Randolph College’s annual Science Day and Science Festival are known for their big shows and science tricks. This year, the events were even bigger, thanks to a grant from the American Physical Society. (APS) The College was one of just 22 organizations in the nation selected to receive funding as part of a worldwide celebration of the 50th anniversary of the discovery of the laser.
The $6,200 grant was used to purchase lasers and related equipment for use in physics classes and during outreach programs. Science Day and the annual Science Festival, held in March, are two of the biggest programs offered by the College and its Society of Physics Students.
“Lasers are amazing and indispensible in research,” said Peter Sheldon, a Randolph physics professor. “Adding a laser activity to Science Day enabled us to share the wonders of this technology with children who may never have had the chance to see the laser close up.”
The APS grant paid for five helium-neon modulated lasers, five kits for doing experiments with fiber optics voice and video transmission, and a high-speed oscilloscope. The equipment allows students to see and test lasers in a variety of ways.

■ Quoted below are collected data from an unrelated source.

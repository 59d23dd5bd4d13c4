//! Error types for the editor
//!
//! Domain operations never fail. Errors only come from the ambient
//! boundaries:
//! - Configuration loading
//! - Persistence at explicit save points

use crate::config::ConfigError;
use crate::persistence::GatewayError;

/// Main editor error type
#[derive(Debug, thiserror::Error)]
pub enum EditorError {
    /// Configuration could not be loaded or failed validation
    #[error("configuration error: {0}")]
    Config(#[from] ConfigError),

    /// Persistence gateway failed
    #[error("persistence error: {0}")]
    Gateway(#[from] GatewayError),
}

impl EditorError {
    /// Whether stored data is unreadable
    #[inline]
    #[must_use]
    pub fn is_corrupted_data(&self) -> bool {
        matches!(self, Self::Gateway(GatewayError::Corrupted { .. }))
    }
}
//! Typed parameter keys and categories
//!
//! Provides [`ParameterKey`], the closed set of physiological parameters a
//! frame can carry, and [`ParameterCategory`], the grouping used for icons
//! and sectioned display.

use crate::catalog::{CatalogEntry, CATALOG};
use once_cell::sync::Lazy;
use serde::{Deserialize, Serialize};
use std::collections::HashMap;
use std::fmt::{self, Display, Formatter};
use std::str::FromStr;

/// Physiological parameter key
///
/// Wire names are camelCase (`heartRate`, `endTidalCo2`, ...) to match the
/// stored frame arrays.
///
/// # Invariants
/// - Declaration order equals catalog order: `CATALOG[key as usize].key == key`
#[derive(Debug, Clone, Copy, PartialEq, Eq, PartialOrd, Ord, Hash, Serialize, Deserialize)]
#[serde(rename_all = "camelCase")]
pub enum ParameterKey {
    /// Heart rate
    HeartRate,
    /// Systolic blood pressure
    SystolicPressure,
    /// Diastolic blood pressure
    DiastolicPressure,
    /// Mean arterial pressure
    MeanArterialPressure,
    /// Central venous pressure
    CentralVenousPressure,
    /// ECG rhythm description
    CardiacRhythm,
    /// Respiratory rate
    RespiratoryRate,
    /// Peripheral oxygen saturation
    OxygenSaturation,
    /// End-tidal CO2
    EndTidalCo2,
    /// Inspired oxygen fraction
    InspiredOxygenFraction,
    /// Core temperature
    Temperature,
    /// Peripheral temperature
    PeripheralTemperature,
    /// Glasgow coma scale
    GlasgowComaScale,
    /// Pupil description
    Pupils,
    /// Bispectral index
    BispectralIndex,
    /// Anesthetic agent code
    AnestheticAgent,
    /// Minimum alveolar concentration
    MinimumAlveolarConcentration,
    /// Inspired agent concentration
    InspiredAgentConcentration,
    /// Expired agent concentration
    ExpiredAgentConcentration,
}

impl ParameterKey {
    /// Every key, in catalog order
    pub const ALL: [ParameterKey; 19] = [
        ParameterKey::HeartRate,
        ParameterKey::SystolicPressure,
        ParameterKey::DiastolicPressure,
        ParameterKey::MeanArterialPressure,
        ParameterKey::CentralVenousPressure,
        ParameterKey::CardiacRhythm,
        ParameterKey::RespiratoryRate,
        ParameterKey::OxygenSaturation,
        ParameterKey::EndTidalCo2,
        ParameterKey::InspiredOxygenFraction,
        ParameterKey::Temperature,
        ParameterKey::PeripheralTemperature,
        ParameterKey::GlasgowComaScale,
        ParameterKey::Pupils,
        ParameterKey::BispectralIndex,
        ParameterKey::AnestheticAgent,
        ParameterKey::MinimumAlveolarConcentration,
        ParameterKey::InspiredAgentConcentration,
        ParameterKey::ExpiredAgentConcentration,
    ];

    /// Catalog entry for this key
    #[inline]
    #[must_use]
    pub fn entry(self) -> &'static CatalogEntry {
        &CATALOG[self as usize]
    }

    /// Wire name (camelCase)
    #[inline]
    #[must_use]
    pub fn as_str(self) -> &'static str {
        self.entry().wire_name
    }

    /// Category of this key
    #[inline]
    #[must_use]
    pub fn category(self) -> ParameterCategory {
        self.entry().category
    }

    /// Whether values for this key are free text rather than numbers
    #[inline]
    #[must_use]
    pub fn is_textual(self) -> bool {
        matches!(self.entry().kind, ValueKind::Text)
    }
}

impl Display for ParameterKey {
    fn fmt(&self, f: &mut Formatter<'_>) -> fmt::Result {
        f.write_str(self.as_str())
    }
}

static BY_WIRE_NAME: Lazy<HashMap<&'static str, ParameterKey>> =
    Lazy::new(|| CATALOG.iter().map(|e| (e.wire_name, e.key)).collect());

impl FromStr for ParameterKey {
    type Err = ParseKeyError;

    fn from_str(s: &str) -> Result<Self, Self::Err> {
        BY_WIRE_NAME
            .get(s)
            .copied()
            .ok_or_else(|| ParseKeyError::Unknown(s.to_string()))
    }
}

/// Error parsing a wire name into a [`ParameterKey`]
#[derive(Debug, Clone, PartialEq, Eq, thiserror::Error)]
pub enum ParseKeyError {
    /// Key is not in the catalog
    #[error("unknown parameter key: {0}")]
    Unknown(String),
}

/// Parameter grouping, drives the icon shown next to a value
#[derive(Debug, Clone, Copy, Default, PartialEq, Eq, Hash, Serialize, Deserialize)]
#[serde(rename_all = "camelCase")]
pub enum ParameterCategory {
    /// Heart and blood pressure
    Circulatory,
    /// Ventilation and oxygenation
    Respiratory,
    /// Body temperature
    Temperature,
    /// Consciousness and pupils
    Neurological,
    /// Anesthetic gases and depth
    Anesthesia,
    /// Fallback for keys outside the catalog
    #[default]
    General,
}

impl ParameterCategory {
    /// Categories that hold catalog keys, in display order
    pub const DISPLAYED: [ParameterCategory; 5] = [
        ParameterCategory::Circulatory,
        ParameterCategory::Respiratory,
        ParameterCategory::Temperature,
        ParameterCategory::Neurological,
        ParameterCategory::Anesthesia,
    ];

    /// Section heading
    #[must_use]
    pub fn label(self) -> &'static str {
        match self {
            ParameterCategory::Circulatory => "Circulatório",
            ParameterCategory::Respiratory => "Respiratório",
            ParameterCategory::Temperature => "Temperatura",
            ParameterCategory::Neurological => "Neurológico",
            ParameterCategory::Anesthesia => "Anestesia",
            ParameterCategory::General => "Geral",
        }
    }
}

/// Shape of the values a key accepts
#[derive(Debug, Clone, Copy, PartialEq, Eq)]
pub enum ValueKind {
    /// Numeric measurement
    Numeric,
    /// Short free-text description
    Text,
}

Science Day is a popular event offered to area third- through sixth-graders. It attracts about 300 students annually and is designed to create excitement about science by allowing local children to experience fun, science-related, hands-on activities.

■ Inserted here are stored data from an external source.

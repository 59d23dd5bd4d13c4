//! Editor configuration
//!
//! Authoring defaults and advisory bounds. Loadable from TOML; every field
//! is optional and falls back to [`EditorConfig::default`].

use serde::{Deserialize, Serialize};
use simlab_frame::DEFAULT_DURATION_MIN;

/// Editor configuration
#[derive(Debug, Clone, PartialEq, Eq, Serialize, Deserialize)]
#[serde(default)]
pub struct EditorConfig {
    /// Duration given to new frames, in minutes
    pub default_duration_min: u32,
    /// Lower bound offered by the editing surface
    pub min_duration_min: u32,
    /// Upper bound offered by the editing surface
    pub max_duration_min: u32,
    /// Frame count below which an advisory is raised
    pub recommended_min_frames: usize,
    /// Prefix of generated titles ("Frame 3")
    pub title_prefix: String,
    /// Suffix appended to duplicated titles
    pub copy_suffix: String,
}

impl EditorConfig {
    /// Create default configuration
    #[inline]
    #[must_use]
    pub fn new() -> Self {
        Self::default()
    }

    /// Parse and validate a TOML document
    ///
    /// # Errors
    /// Returns error if the document is malformed or the bounds are invalid
    pub fn from_toml_str(source: &str) -> Result<Self, ConfigError> {
        let config: Self = toml::from_str(source)?;
        config.validate()?;
        Ok(config)
    }

    /// Check the duration bounds
    ///
    /// # Errors
    /// Returns error unless `1 <= min <= default <= max`
    pub fn validate(&self) -> Result<(), ConfigError> {
        if self.min_duration_min == 0 {
            return Err(ConfigError::Invalid(
                "min_duration_min must be at least 1".to_string(),
            ));
        }
        if self.min_duration_min > self.max_duration_min {
            return Err(ConfigError::Invalid(format!(
                "min_duration_min ({}) exceeds max_duration_min ({})",
                self.min_duration_min, self.max_duration_min
            )));
        }
        if !(self.min_duration_min..=self.max_duration_min).contains(&self.default_duration_min) {
            return Err(ConfigError::Invalid(format!(
                "default_duration_min ({}) outside [{}, {}]",
                self.default_duration_min, self.min_duration_min, self.max_duration_min
            )));
        }
        Ok(())
    }

    /// With default duration
    #[inline]
    #[must_use]
    pub fn with_default_duration(mut self, minutes: u32) -> Self {
        self.default_duration_min = minutes;
        self
    }

    /// With recommended minimum frame count
    #[inline]
    #[must_use]
    pub fn with_recommended_min_frames(mut self, frames: usize) -> Self {
        self.recommended_min_frames = frames;
        self
    }

    /// With copy suffix
    #[inline]
    #[must_use]
    pub fn with_copy_suffix(mut self, suffix: impl Into<String>) -> Self {
        self.copy_suffix = suffix.into();
        self
    }

    /// Clamp a duration to the editing bounds
    ///
    /// For the editing surface only; the frame model stores whatever it is
    /// given.
    #[inline]
    #[must_use]
    pub fn clamp_duration(&self, minutes: u32) -> u32 {
        minutes.clamp(self.min_duration_min, self.max_duration_min)
    }

    /// Title for the frame at 1-based `position`
    #[inline]
    #[must_use]
    pub fn frame_title(&self, position: usize) -> String {
        format!("{} {}", self.title_prefix, position)
    }

    /// Title for a copy of `source`
    #[inline]
    #[must_use]
    pub fn copy_title(&self, source: &str) -> String {
        format!("{source}{}", self.copy_suffix)
    }
}

impl Default for EditorConfig {
    fn default() -> Self {
        Self {
            default_duration_min: DEFAULT_DURATION_MIN,
            min_duration_min: 1,
            max_duration_min: 60,
            recommended_min_frames: 3,
            title_prefix: "Frame".to_string(),
            copy_suffix: " (Cópia)".to_string(),
        }
    }
}

/// Configuration errors
#[derive(Debug, thiserror::Error)]
pub enum ConfigError {
    /// Malformed TOML
    #[error("config parse error: {0}")]
    Parse(#[from] toml::de::Error),

    /// Well-formed but inconsistent values
    #[error("invalid config: {0}")]
    Invalid(String),
}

Last year, Science Day was included in a weekend of science-related events, demonstrations, presentations, and activities that were part of the first Science Festival.
“Science Day is important because it gives kids in the Lynchburg area a chance to do some really cool things with science that they might not get a chance to do at school or home,” said Courtney Collier ’12.

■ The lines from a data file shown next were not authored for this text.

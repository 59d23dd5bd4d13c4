//! Ordered frame collection
//!
//! [`FrameCollection`] is a persistent vector of frames. Every operation
//! returns a new collection sharing structure with the old one; the
//! receiver is never modified. Invalid targets (unknown id, removing the
//! last frame) give back an unchanged copy.
//!
//! # Invariants
//! - Insertion order is the canonical order
//! - `remove_frame` never drops below one frame
//! - After `remove_frame`, identifiers read `"1".."N"`

use crate::config::EditorConfig;
use crate::statistics::{FrameStatistics, StatusFilter};
use crate::suggestion::Suggestion;
use im::Vector;
use serde::{Deserialize, Serialize};
use simlab_catalog::ParameterKey;
use simlab_frame::{Frame, FrameId, FrameUpdate, ParameterValue};

/// Ordered, copy-on-write frame collection
#[derive(Debug, Clone, Default, PartialEq, Serialize, Deserialize)]
#[serde(transparent)]
pub struct FrameCollection {
    frames: Vector<Frame>,
}

impl FrameCollection {
    /// Create empty collection
    #[inline]
    #[must_use]
    pub fn new() -> Self {
        Self::default()
    }

    /// Collection holding one default frame
    #[must_use]
    pub fn with_default_frame(config: &EditorConfig) -> Self {
        Self::new().add_frame(config).0
    }

    /// Number of frames
    #[inline]
    #[must_use]
    pub fn len(&self) -> usize {
        self.frames.len()
    }

    /// Whether the collection is empty
    #[inline]
    #[must_use]
    pub fn is_empty(&self) -> bool {
        self.frames.is_empty()
    }

    /// Iterate in order
    pub fn iter(&self) -> impl Iterator<Item = &Frame> {
        self.frames.iter()
    }

    /// Frame at position
    #[inline]
    #[must_use]
    pub fn get(&self, index: usize) -> Option<&Frame> {
        self.frames.get(index)
    }

    /// First frame
    #[inline]
    #[must_use]
    pub fn first(&self) -> Option<&Frame> {
        self.frames.front()
    }

    /// Frame by id
    #[must_use]
    pub fn find(&self, id: FrameId) -> Option<&Frame> {
        self.frames.iter().find(|f| f.id() == id)
    }

    /// Position of a frame
    #[must_use]
    pub fn position(&self, id: FrameId) -> Option<usize> {
        self.frames.iter().position(|f| f.id() == id)
    }

    /// Append a default frame
    ///
    /// Identifier and title follow the new count (`"3"`, `"Frame 3"`).
    /// Returns the new collection and the new frame's id.
    #[must_use]
    pub fn add_frame(&self, config: &EditorConfig) -> (Self, FrameId) {
        let position = self.len() + 1;
        let frame = Frame::new(
            position.to_string(),
            config.frame_title(position),
            config.default_duration_min,
        );
        let id = frame.id();

        let mut frames = self.frames.clone();
        frames.push_back(frame);
        tracing::debug!(frame_id = %id, position, "frame added");
        (Self { frames }, id)
    }

    /// Remove a frame and renumber the rest
    ///
    /// No-op when one frame or fewer remain, or when `id` is unknown.
    #[must_use]
    pub fn remove_frame(&self, id: FrameId) -> Self {
        if self.len() <= 1 {
            tracing::debug!(frame_id = %id, "refusing to remove the last frame");
            return self.clone();
        }
        let Some(index) = self.position(id) else {
            tracing::debug!(frame_id = %id, "remove ignored: unknown frame");
            return self.clone();
        };

        let mut frames = self.frames.clone();
        frames.remove(index);
        tracing::debug!(frame_id = %id, remaining = frames.len(), "frame removed");
        Self { frames }.renumbered()
    }

    /// Append a deep copy of a frame
    ///
    /// The copy gets a new id, identifier `count + 1`, the configured copy
    /// suffix on its title, and fresh timestamps. Returns `None` for the id
    /// when the source is unknown.
    #[must_use]
    pub fn duplicate_frame(&self, id: FrameId, config: &EditorConfig) -> (Self, Option<FrameId>) {
        let Some(source) = self.find(id) else {
            tracing::debug!(frame_id = %id, "duplicate ignored: unknown frame");
            return (self.clone(), None);
        };

        let copy = source.duplicate((self.len() + 1).to_string(), config.copy_title(source.title()));
        let copy_id = copy.id();

        let mut frames = self.frames.clone();
        frames.push_back(copy);
        tracing::debug!(source = %id, frame_id = %copy_id, "frame duplicated");
        (Self { frames }, Some(copy_id))
    }

    /// Set one top-level field of a frame
    #[must_use]
    pub fn update_frame_field(&self, id: FrameId, update: FrameUpdate) -> Self {
        self.replace(id, |frame| frame.with_update(update))
    }

    /// Set (`Some`) or clear (`None`) one parameter of a frame
    #[must_use]
    pub fn update_parameter(
        &self,
        id: FrameId,
        key: ParameterKey,
        value: Option<ParameterValue>,
    ) -> Self {
        tracing::trace!(frame_id = %id, %key, cleared = value.is_none(), "parameter write");
        self.replace(id, |frame| frame.with_parameter(key, value))
    }

    /// Merge a suggestion into a frame
    ///
    /// Applies each defined entry in order through [`Self::update_parameter`];
    /// undefined entries are skipped. Applying the same suggestion twice
    /// yields the same parameter set as applying it once.
    #[must_use]
    pub fn apply_bulk_suggestion(&self, id: FrameId, suggestion: &Suggestion) -> Self {
        if self.find(id).is_none() {
            tracing::debug!(frame_id = %id, "suggestion ignored: unknown frame");
            return self.clone();
        }

        let applied = suggestion
            .defined()
            .fold(self.clone(), |acc, (key, value)| {
                acc.update_parameter(id, key, Some(value.clone()))
            });
        tracing::debug!(
            frame_id = %id,
            applied = suggestion.defined().count(),
            skipped = suggestion.len() - suggestion.defined().count(),
            "suggestion applied"
        );
        applied
    }

    /// Relabel every frame `"1".."N"` in current order
    ///
    /// Discards author-customized identifiers such as `"2A"`.
    #[must_use]
    pub fn renumbered(&self) -> Self {
        let frames = self
            .frames
            .iter()
            .enumerate()
            .map(|(i, frame)| frame.relabeled((i + 1).to_string()))
            .collect();
        Self { frames }
    }

    /// Frames matching a status filter, order preserved
    #[must_use]
    pub fn filter_by_status(&self, filter: StatusFilter) -> Self {
        let frames = self
            .frames
            .iter()
            .filter(|f| filter.matches(f))
            .cloned()
            .collect();
        Self { frames }
    }

    /// Statistics over this collection
    #[inline]
    #[must_use]
    pub fn statistics(&self) -> FrameStatistics {
        FrameStatistics::compute(self)
    }

    fn replace(&self, id: FrameId, f: impl FnOnce(&Frame) -> Frame) -> Self {
        let Some(index) = self.position(id) else {
            tracing::debug!(frame_id = %id, "update ignored: unknown frame");
            return self.clone();
        };

        let next = f(&self.frames[index]);
        Self {
            frames: self.frames.update(index, next),
        }
    }
}

impl FromIterator<Frame> for FrameCollection {
    fn from_iter<I: IntoIterator<Item = Frame>>(iter: I) -> Self {
        Self {
            frames: iter.into_iter().collect(),
        }
    }
}

impl<'a> IntoIterator for &'a FrameCollection {
    type Item = &'a Frame;
    type IntoIter = im::vector::Iter<'a, Frame>;

    fn into_iter(self) -> Self::IntoIter {
        self.frames.iter()
    }
}

#[cfg(test)]
mod tests {
    use super::*;
    use simlab_frame::ParticipantType;

    fn collection_of(n: usize) -> FrameCollection {
        let config = EditorConfig::default();
        (0..n).fold(FrameCollection::new(), |c, _| c.add_frame(&config).0)
    }

    fn ids(c: &FrameCollection) -> Vec<FrameId> {
        c.iter().map(Frame::id).collect()
    }

    fn identifiers(c: &FrameCollection) -> Vec<String> {
        c.iter().map(|f| f.frame_identifier().to_string()).collect()
    }

    #[test]
    fn add_frame_appends_with_defaults() {
        let config = EditorConfig::default();
        let one = FrameCollection::with_default_frame(&config);
        let (two, id) = one.add_frame(&config);

        assert_eq!(one.len(), 1);
        assert_eq!(two.len(), 2);
        let added = two.find(id).unwrap();
        assert_eq!(two.position(id), Some(1));
        assert_eq!(added.frame_identifier(), "2");
        assert_eq!(added.title(), "Frame 2");
        assert_eq!(added.duration_estimate_min(), Some(5));
        assert_eq!(added.participant_type(), ParticipantType::Simulator);
        assert!(added.parameter_set().is_none());
    }

    #[test]
    fn remove_last_frame_is_refused() {
        let one = collection_of(1);
        let id = ids(&one)[0];
        assert_eq!(one.remove_frame(id), one);
    }

    #[test]
    fn remove_unknown_frame_is_noop() {
        let three = collection_of(3);
        assert_eq!(three.remove_frame(FrameId::new()), three);
    }

    #[test]
    fn remove_renumbers_custom_identifiers() {
        let three = collection_of(3);
        let ids = ids(&three);
        let custom = three.update_frame_field(ids[2], FrameUpdate::Identifier("2A".to_string()));
        assert_eq!(identifiers(&custom), vec!["1", "2", "2A"]);

        let two = custom.remove_frame(ids[0]);
        assert_eq!(identifiers(&two), vec!["1", "2"]);
        assert_eq!(two.iter().map(Frame::id).collect::<Vec<_>>(), vec![ids[1], ids[2]]);
    }

    #[test]
    fn update_replaces_only_target() {
        let three = collection_of(3);
        let ids = ids(&three);
        let next = three.update_frame_field(ids[1], FrameUpdate::Title("Parada".to_string()));

        assert_eq!(three.get(1).unwrap().title(), "Frame 2");
        assert_eq!(next.get(1).unwrap().title(), "Parada");
        assert_eq!(next.get(0), three.get(0));
        assert_eq!(next.get(2), three.get(2));
    }

    #[test]
    fn update_unknown_frame_is_noop() {
        let two = collection_of(2);
        let next = two.update_parameter(FrameId::new(), ParameterKey::HeartRate, Some(80.into()));
        assert_eq!(next, two);
    }

    #[test]
    fn duplicate_unknown_frame_is_noop() {
        let two = collection_of(2);
        let (next, id) = two.duplicate_frame(FrameId::new(), &EditorConfig::default());
        assert_eq!(next, two);
        assert!(id.is_none());
    }

    #[test]
    fn duplicate_appends_copy() {
        let config = EditorConfig::default();
        let two = collection_of(2);
        let source = ids(&two)[0];
        let (three, copy) = two.duplicate_frame(source, &config);
        let copy = copy.unwrap();

        assert_eq!(three.position(copy), Some(2));
        let frame = three.find(copy).unwrap();
        assert_eq!(frame.frame_identifier(), "3");
        assert_eq!(frame.title(), "Frame 1 (Cópia)");
    }

    #[test]
    fn bulk_suggestion_on_unknown_frame_is_noop() {
        let one = collection_of(1);
        let suggestion = Suggestion::new().with(ParameterKey::HeartRate, 90);
        assert_eq!(one.apply_bulk_suggestion(FrameId::new(), &suggestion), one);
    }

    #[test]
    fn fully_undefined_suggestion_does_not_complete_frame() {
        let one = collection_of(1);
        let id = ids(&one)[0];
        let suggestion = Suggestion::new().undefined(ParameterKey::HeartRate);
        let next = one.apply_bulk_suggestion(id, &suggestion);
        assert!(!next.find(id).unwrap().is_complete());
    }

    #[test]
    fn filter_preserves_order() {
        let four = collection_of(4);
        let ids = ids(&four);
        let next = four
            .update_parameter(ids[3], ParameterKey::HeartRate, Some(70.into()))
            .update_parameter(ids[1], ParameterKey::HeartRate, Some(90.into()));

        let complete = next.filter_by_status(StatusFilter::Complete);
        assert_eq!(complete.iter().map(Frame::id).collect::<Vec<_>>(), vec![ids[1], ids[3]]);

        let incomplete = next.filter_by_status(StatusFilter::Incomplete);
        assert_eq!(incomplete.iter().map(Frame::id).collect::<Vec<_>>(), vec![ids[0], ids[2]]);

        assert_eq!(next.filter_by_status(StatusFilter::All), next);
    }

    #[test]
    fn serializes_as_plain_array() {
        let two = collection_of(2);
        let json = serde_json::to_value(&two).unwrap();
        assert_eq!(json.as_array().map(Vec::len), Some(2));

        let back: FrameCollection = serde_json::from_value(json).unwrap();
        assert_eq!(back, two);
    }

    fn stale_frame(identifier: &str) -> Frame {
        let mut json = serde_json::to_value(Frame::new(identifier, "Frame", 5)).unwrap();
        json["updatedAt"] = serde_json::Value::from("2000-01-01T00:00:00Z");
        serde_json::from_value(json).unwrap()
    }

    #[test]
    fn mutations_refresh_only_the_target_timestamp() {
        let frames: FrameCollection = ["1", "2"].into_iter().map(stale_frame).collect();
        let target = frames.get(0).unwrap().id();
        let other = frames.get(1).unwrap().id();
        let stale = frames.get(0).unwrap().updated_at();

        let suggestion = Suggestion::new()
            .with(ParameterKey::HeartRate, 92)
            .undefined(ParameterKey::Pupils);
        let suggested = frames.apply_bulk_suggestion(target, &suggestion);
        assert!(suggested.find(target).unwrap().updated_at() > stale);
        assert_eq!(suggested.find(other).unwrap().updated_at(), stale);

        let field = frames.update_frame_field(target, FrameUpdate::DurationEstimate(Some(9)));
        assert!(field.find(target).unwrap().updated_at() > stale);

        let param = frames.update_parameter(target, ParameterKey::Temperature, Some(38.0.into()));
        assert!(param.find(target).unwrap().updated_at() > stale);
    }

    #[test]
    fn renumbering_keeps_timestamps() {
        let frames: FrameCollection = ["1", "2", "3"].into_iter().map(stale_frame).collect();
        let first = frames.get(0).unwrap().id();
        let stale = frames.get(0).unwrap().updated_at();

        let next = frames.remove_frame(first);
        assert_eq!(
            next.iter().map(Frame::frame_identifier).collect::<Vec<_>>(),
            vec!["1", "2"]
        );
        assert!(next.iter().all(|f| f.updated_at() == stale));
    }
}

Randolph College students are benefiting from the laser grant as well. The additional equipment has added more depth to the experiments they can do in science classes.
“Lasers are so ubiquitous in any scientific research and in so many technologies that any student studying a science should experience research with lasers,” Sheldon said. “This grant is allowing us to enhance the opportunities we already offer our students in the lab.”